The Wonderful Widow of Eighteen Springs is a song for voice and closed piano by John Cage. It was composed in late 1942 and quickly became a minor classic in Cage's oeuvre. The text was a reworked version of a passage from James Joyce's Finnegans Wake.

==General information==
The song was commissioned by singer Janet Fairbank, who later became known for pioneering contemporary music. Cage chose to set a passage from page 556 of Finnegans Wake, a book he bought soon after its publication in 1939. The composition is based, according to Cage himself, on the impressions received from the passage. The Wonderful Widow of Eighteen Springs marks the start of Cage's interest in Joyce and is the first piece among many in which he uses the writer's work.

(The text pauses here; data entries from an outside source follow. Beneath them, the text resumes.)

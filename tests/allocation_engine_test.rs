use chrono::{NaiveDate, Utc};
use flyerops_api::{
    db::{create_db_pool, run_migrations},
    entities::{
        area, customer, flyer, order,
        order::OrderStatus,
        order_distribution,
        order_distribution::DistributionMethod,
        order_distribution_area, schedule,
        schedule::ScheduleStatus,
    },
    errors::ServiceError,
    services::allocation::{
        stats_key, AllocationService, CreateAssignmentRequest, UpdateAssignmentRequest,
    },
    services::schedules::{CreateScheduleRequest, ScheduleService},
};
use sea_orm::{ActiveModelTrait, DatabaseConnection, Set};
use std::{env, sync::Arc};
use uuid::Uuid;

fn date(y: i32, m: u32, d: u32) -> NaiveDate {
    NaiveDate::from_ymd_opt(y, m, d).expect("valid date")
}

async fn seed_customer(db: &DatabaseConnection, name: &str) -> customer::Model {
    customer::ActiveModel {
        id: Set(Uuid::new_v4()),
        name: Set(name.to_string()),
        code: Set(format!("C-{}", name.to_uppercase())),
        created_at: Set(Utc::now()),
    }
    .insert(db)
    .await
    .expect("customer insert")
}

async fn seed_order(
    db: &DatabaseConnection,
    customer_id: Uuid,
    number: &str,
    status: OrderStatus,
) -> order::Model {
    order::ActiveModel {
        id: Set(Uuid::new_v4()),
        order_number: Set(number.to_string()),
        customer_id: Set(customer_id),
        status: Set(status.as_str().to_string()),
        created_at: Set(Utc::now()),
        updated_at: Set(None),
    }
    .insert(db)
    .await
    .expect("order insert")
}

async fn seed_flyer(db: &DatabaseConnection, name: &str, code: &str) -> flyer::Model {
    flyer::ActiveModel {
        id: Set(Uuid::new_v4()),
        name: Set(name.to_string()),
        code: Set(code.to_string()),
        size: Set(Some("B5".to_string())),
        created_at: Set(Utc::now()),
    }
    .insert(db)
    .await
    .expect("flyer insert")
}

async fn seed_area(
    db: &DatabaseConnection,
    town: &str,
    door: Option<i32>,
    multi: Option<i32>,
) -> area::Model {
    area::ActiveModel {
        id: Set(Uuid::new_v4()),
        address_code: Set(format!("13-{}", town)),
        town: Set(town.to_string()),
        city: Set("Chiyoda".to_string()),
        prefecture: Set("Tokyo".to_string()),
        door_to_door_capacity: Set(door),
        multi_family_capacity: Set(multi),
    }
    .insert(db)
    .await
    .expect("area insert")
}

async fn seed_distribution(
    db: &DatabaseConnection,
    order_id: Uuid,
    flyer_id: Uuid,
    method: DistributionMethod,
    planned_count: i32,
) -> order_distribution::Model {
    order_distribution::ActiveModel {
        id: Set(Uuid::new_v4()),
        order_id: Set(order_id),
        flyer_id: Set(flyer_id),
        method: Set(method.as_str().to_string()),
        planned_count: Set(planned_count),
        start_date: Set(date(2025, 7, 1)),
        end_date: Set(date(2025, 7, 7)),
        spare_date: Set(Some(date(2025, 7, 8))),
        created_at: Set(Utc::now()),
        updated_at: Set(None),
    }
    .insert(db)
    .await
    .expect("distribution insert")
}

async fn seed_distribution_area(
    db: &DatabaseConnection,
    distribution_id: Uuid,
    area_id: Uuid,
) -> order_distribution_area::Model {
    order_distribution_area::ActiveModel {
        id: Set(Uuid::new_v4()),
        order_distribution_id: Set(distribution_id),
        area_id: Set(area_id),
    }
    .insert(db)
    .await
    .expect("distribution area insert")
}

async fn seed_schedule(db: &DatabaseConnection, slot_count: i32) -> schedule::Model {
    schedule::ActiveModel {
        id: Set(Uuid::new_v4()),
        delivery_date: Set(date(2025, 7, 3)),
        branch_id: Set(None),
        operator: Set(Some("operator-a".to_string())),
        status: Set(ScheduleStatus::Planned.as_str().to_string()),
        remarks: Set(None),
        slot_count: Set(slot_count),
        created_at: Set(Utc::now()),
        updated_at: Set(None),
    }
    .insert(db)
    .await
    .expect("schedule insert")
}

#[tokio::test]
async fn allocation_engine_end_to_end() {
    env::set_var("APP__DATABASE_URL", "sqlite::memory:?cache=shared");

    let db_pool = Arc::new(create_db_pool().await.expect("Failed to create DB pool"));
    run_migrations(db_pool.as_ref())
        .await
        .expect("Failed to run migrations");
    let db = db_pool.as_ref();

    let service = AllocationService::new(db_pool.clone(), None, false);
    let schedule_service = ScheduleService::new(db_pool.clone(), None, 10);

    // Reference data
    let customer = seed_customer(db, "acme").await;
    let order_r = seed_order(db, customer.id, "ORD-1001", OrderStatus::Confirmed).await;
    let flyer_r = seed_flyer(db, "Summer Sale", "FLY-SS").await;

    // Scenario A: door-to-door assignment initializes at the area ceiling.
    let area_x = seed_area(db, "area-x", Some(500), Some(120)).await;
    let dist_r = seed_distribution(db, order_r.id, flyer_r.id, DistributionMethod::DoorToDoor, 1000).await;
    let oda_a = seed_distribution_area(db, dist_r.id, area_x.id).await;

    let schedule1 = seed_schedule(db, 10).await;
    let item_a = service
        .create_assignment(CreateAssignmentRequest {
            order_distribution_area_id: oda_a.id,
            schedule_id: schedule1.id,
            slot_index: 0,
        })
        .await
        .expect("assignment A should succeed");
    assert_eq!(item_a.planned_count, 500);
    assert_eq!(item_a.schedule_id, schedule1.id);
    assert_eq!(item_a.slot_index, 0);
    assert_eq!(item_a.flyer_name, "Summer Sale");
    assert_eq!(item_a.flyer_code, "FLY-SS");
    assert_eq!(item_a.customer_id, customer.id);
    assert_eq!(item_a.start_date, date(2025, 7, 1));
    assert_eq!(item_a.spare_date, Some(date(2025, 7, 8)));

    // Multi-family distributions read the other capacity column.
    let order_m = seed_order(db, customer.id, "ORD-1002", OrderStatus::Confirmed).await;
    let flyer_m = seed_flyer(db, "Tower Promo", "FLY-TP").await;
    let dist_m = seed_distribution(db, order_m.id, flyer_m.id, DistributionMethod::MultiFamily, 200).await;
    let oda_m = seed_distribution_area(db, dist_m.id, area_x.id).await;
    let item_m = service
        .create_assignment(CreateAssignmentRequest {
            order_distribution_area_id: oda_m.id,
            schedule_id: schedule1.id,
            slot_index: 0,
        })
        .await
        .expect("multi-family assignment should succeed");
    assert_eq!(item_m.planned_count, 120);

    // Null capacity defaults to a zero ceiling.
    let area_null = seed_area(db, "area-null", None, None).await;
    let oda_null = seed_distribution_area(db, dist_m.id, area_null.id).await;
    let item_null = service
        .create_assignment(CreateAssignmentRequest {
            order_distribution_area_id: oda_null.id,
            schedule_id: schedule1.id,
            slot_index: 1,
        })
        .await
        .expect("assignment with null capacity should succeed");
    assert_eq!(item_null.planned_count, 0);

    // Slot bounds are enforced at placement time.
    let result = service
        .create_assignment(CreateAssignmentRequest {
            order_distribution_area_id: oda_a.id,
            schedule_id: schedule1.id,
            slot_index: 10,
        })
        .await;
    assert!(matches!(result, Err(ServiceError::ValidationError(_))));

    // Unknown pairing id aborts with NotFound before any write.
    let result = service
        .create_assignment(CreateAssignmentRequest {
            order_distribution_area_id: Uuid::new_v4(),
            schedule_id: schedule1.id,
            slot_index: 0,
        })
        .await;
    assert!(matches!(result, Err(ServiceError::NotFound(_))));

    // Scenario B: two 600-unit placements against a 1000-unit distribution.
    let order_b = seed_order(db, customer.id, "ORD-1003", OrderStatus::InProgress).await;
    let flyer_b = seed_flyer(db, "Autumn Fair", "FLY-AF").await;
    let dist_b = seed_distribution(db, order_b.id, flyer_b.id, DistributionMethod::DoorToDoor, 1000).await;
    let area_b1 = seed_area(db, "area-b1", Some(600), None).await;
    let area_b2 = seed_area(db, "area-b2", Some(600), None).await;
    let oda_b1 = seed_distribution_area(db, dist_b.id, area_b1.id).await;
    let oda_b2 = seed_distribution_area(db, dist_b.id, area_b2.id).await;

    service
        .create_assignment(CreateAssignmentRequest {
            order_distribution_area_id: oda_b1.id,
            schedule_id: schedule1.id,
            slot_index: 2,
        })
        .await
        .expect("assignment B1 should succeed");
    service
        .create_assignment(CreateAssignmentRequest {
            order_distribution_area_id: oda_b2.id,
            schedule_id: schedule1.id,
            slot_index: 3,
        })
        .await
        .expect("assignment B2 should succeed");

    let stats = service.get_stats().await.expect("stats should compute");
    let entry = stats
        .get(&stats_key(order_b.id, flyer_b.id))
        .expect("stats entry for scenario B");
    assert_eq!(entry.total_planned, 1000);
    assert_eq!(entry.total_assigned, 1200);
    assert_eq!(entry.remaining, -200);
    assert!(entry.is_over);

    // Under-allocation keeps a positive remainder and no over flag.
    let entry_m = stats
        .get(&stats_key(order_m.id, flyer_m.id))
        .expect("stats entry for multi-family distribution");
    assert_eq!(entry_m.total_planned, 200);
    assert_eq!(entry_m.total_assigned, 120);
    assert_eq!(entry_m.remaining, 80);
    assert!(!entry_m.is_over);

    // GetStats is a derived view: identical twice with no intervening writes.
    let stats_again = service.get_stats().await.expect("stats should recompute");
    assert_eq!(stats, stats_again);

    // Scenario C: area A of dist_r is placed, area B is not; exactly one
    // unassigned row, for (dist_r, area B). Under-allocation of placed pairs
    // does not resurrect them.
    let area_y = seed_area(db, "area-y", Some(300), None).await;
    seed_distribution_area(db, dist_r.id, area_y.id).await;

    let unassigned = service.get_unassigned().await.expect("unassigned report");
    let for_dist_r: Vec<_> = unassigned
        .iter()
        .filter(|row| row.order_distribution_id == dist_r.id)
        .collect();
    assert_eq!(for_dist_r.len(), 1);
    let row = for_dist_r[0];
    assert_eq!(row.area_id, area_y.id);
    assert_eq!(row.area_town, "area-y");
    assert_eq!(row.area_city, "Chiyoda");
    assert_eq!(row.area_prefecture, "Tokyo");
    assert_eq!(row.customer_name, "acme");
    assert_eq!(row.flyer_code, "FLY-SS");
    assert_eq!(row.flyer_size.as_deref(), Some("B5"));
    assert_eq!(row.area_capacity, 300);
    assert_eq!(row.planned_count, 1000);

    // Fully placed distributions do not appear at all.
    assert!(unassigned
        .iter()
        .all(|row| row.order_distribution_id != dist_b.id));

    // Orders outside CONFIRMED/IN_PROGRESS contribute no demand even with
    // zero placements.
    let order_draft = seed_order(db, customer.id, "ORD-1004", OrderStatus::Draft).await;
    let dist_draft =
        seed_distribution(db, order_draft.id, flyer_r.id, DistributionMethod::DoorToDoor, 400).await;
    seed_distribution_area(db, dist_draft.id, area_y.id).await;
    let order_cancelled = seed_order(db, customer.id, "ORD-1005", OrderStatus::Cancelled).await;
    let dist_cancelled =
        seed_distribution(db, order_cancelled.id, flyer_r.id, DistributionMethod::DoorToDoor, 400)
            .await;
    seed_distribution_area(db, dist_cancelled.id, area_y.id).await;

    let unassigned = service.get_unassigned().await.expect("unassigned report");
    assert!(unassigned
        .iter()
        .all(|row| row.order_distribution_id != dist_draft.id
            && row.order_distribution_id != dist_cancelled.id));

    // Scenario D: relocation applies only the supplied fields.
    let schedule2 = schedule_service
        .create_schedule(CreateScheduleRequest {
            delivery_date: date(2025, 7, 4),
            branch_id: None,
            operator: None,
            status: None,
            remarks: None,
            slot_count: Some(8),
        })
        .await
        .expect("schedule 2 should be created");

    let moved = service
        .update_assignment(
            item_a.id,
            UpdateAssignmentRequest {
                schedule_id: Some(schedule2.id),
                slot_index: Some(3),
                planned_count: None,
            },
        )
        .await
        .expect("relocation should succeed");
    assert_eq!(moved.schedule_id, schedule2.id);
    assert_eq!(moved.slot_index, 3);
    assert_eq!(moved.planned_count, 500);

    // Resizing above the ceiling is allowed by default (warn-only hook).
    let resized = service
        .update_assignment(
            item_a.id,
            UpdateAssignmentRequest {
                planned_count: Some(650),
                ..Default::default()
            },
        )
        .await
        .expect("over-ceiling resize should be allowed");
    assert_eq!(resized.planned_count, 650);
    assert_eq!(resized.schedule_id, schedule2.id);

    // With enforcement enabled the same resize is rejected.
    let enforcing = AllocationService::new(db_pool.clone(), None, true);
    let result = enforcing
        .update_assignment(
            item_a.id,
            UpdateAssignmentRequest {
                planned_count: Some(700),
                ..Default::default()
            },
        )
        .await;
    assert!(matches!(result, Err(ServiceError::ValidationError(_))));

    // Slot bounds also apply on relocation.
    let result = service
        .update_assignment(
            item_a.id,
            UpdateAssignmentRequest {
                slot_index: Some(8),
                ..Default::default()
            },
        )
        .await;
    assert!(matches!(result, Err(ServiceError::ValidationError(_))));

    // Board listing is scoped and slot-ordered.
    let board = service
        .list_assignments(Some(schedule1.id), None)
        .await
        .expect("board listing");
    assert!(board.iter().all(|item| item.schedule_id == schedule1.id));
    assert!(board.windows(2).all(|w| w[0].slot_index <= w[1].slot_index));

    // Deleting an assignment frees its (order, flyer, area) pair again.
    service
        .delete_assignment(item_m.id)
        .await
        .expect("delete should succeed");
    let unassigned = service.get_unassigned().await.expect("unassigned report");
    assert!(unassigned
        .iter()
        .any(|row| row.order_distribution_id == dist_m.id && row.area_id == area_x.id));

    let result = service.delete_assignment(item_m.id).await;
    assert!(matches!(result, Err(ServiceError::NotFound(_))));

    let result = service
        .update_assignment(Uuid::new_v4(), UpdateAssignmentRequest::default())
        .await;
    assert!(matches!(result, Err(ServiceError::NotFound(_))));
}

The vocal line only uses three pitches, while the piano remains closed and the pianist produces sounds by hitting the lid or other parts of the instrument in a variety of ways (with his fingers, with his knuckles, etc.). Almost immediately after its composition the song became one of Cage's most frequently performed works, and was several times performed by the celebrated duo of Cathy Berberian and Luciano Berio. Cage later composed another piece for voice and closed piano, A Flower, and a companion piece to The Wonderful Widow of Eighteen Springs, called Nowth upon Nacht, also based on Joyce's book.

In 1976, Robert Wyatt performed a version on the split LP Voices and Instruments attributed to Jan Steele and John Cage, produced by Brian Eno and released on his Obscure Records label. In 1993, Joey Ramone performed a version on the compilation Caged/Uncaged – A Rock/Experimental Homage To John Cage.

==Editions==
- Edition Peters 6297. (c) 1961 by Henmar Press.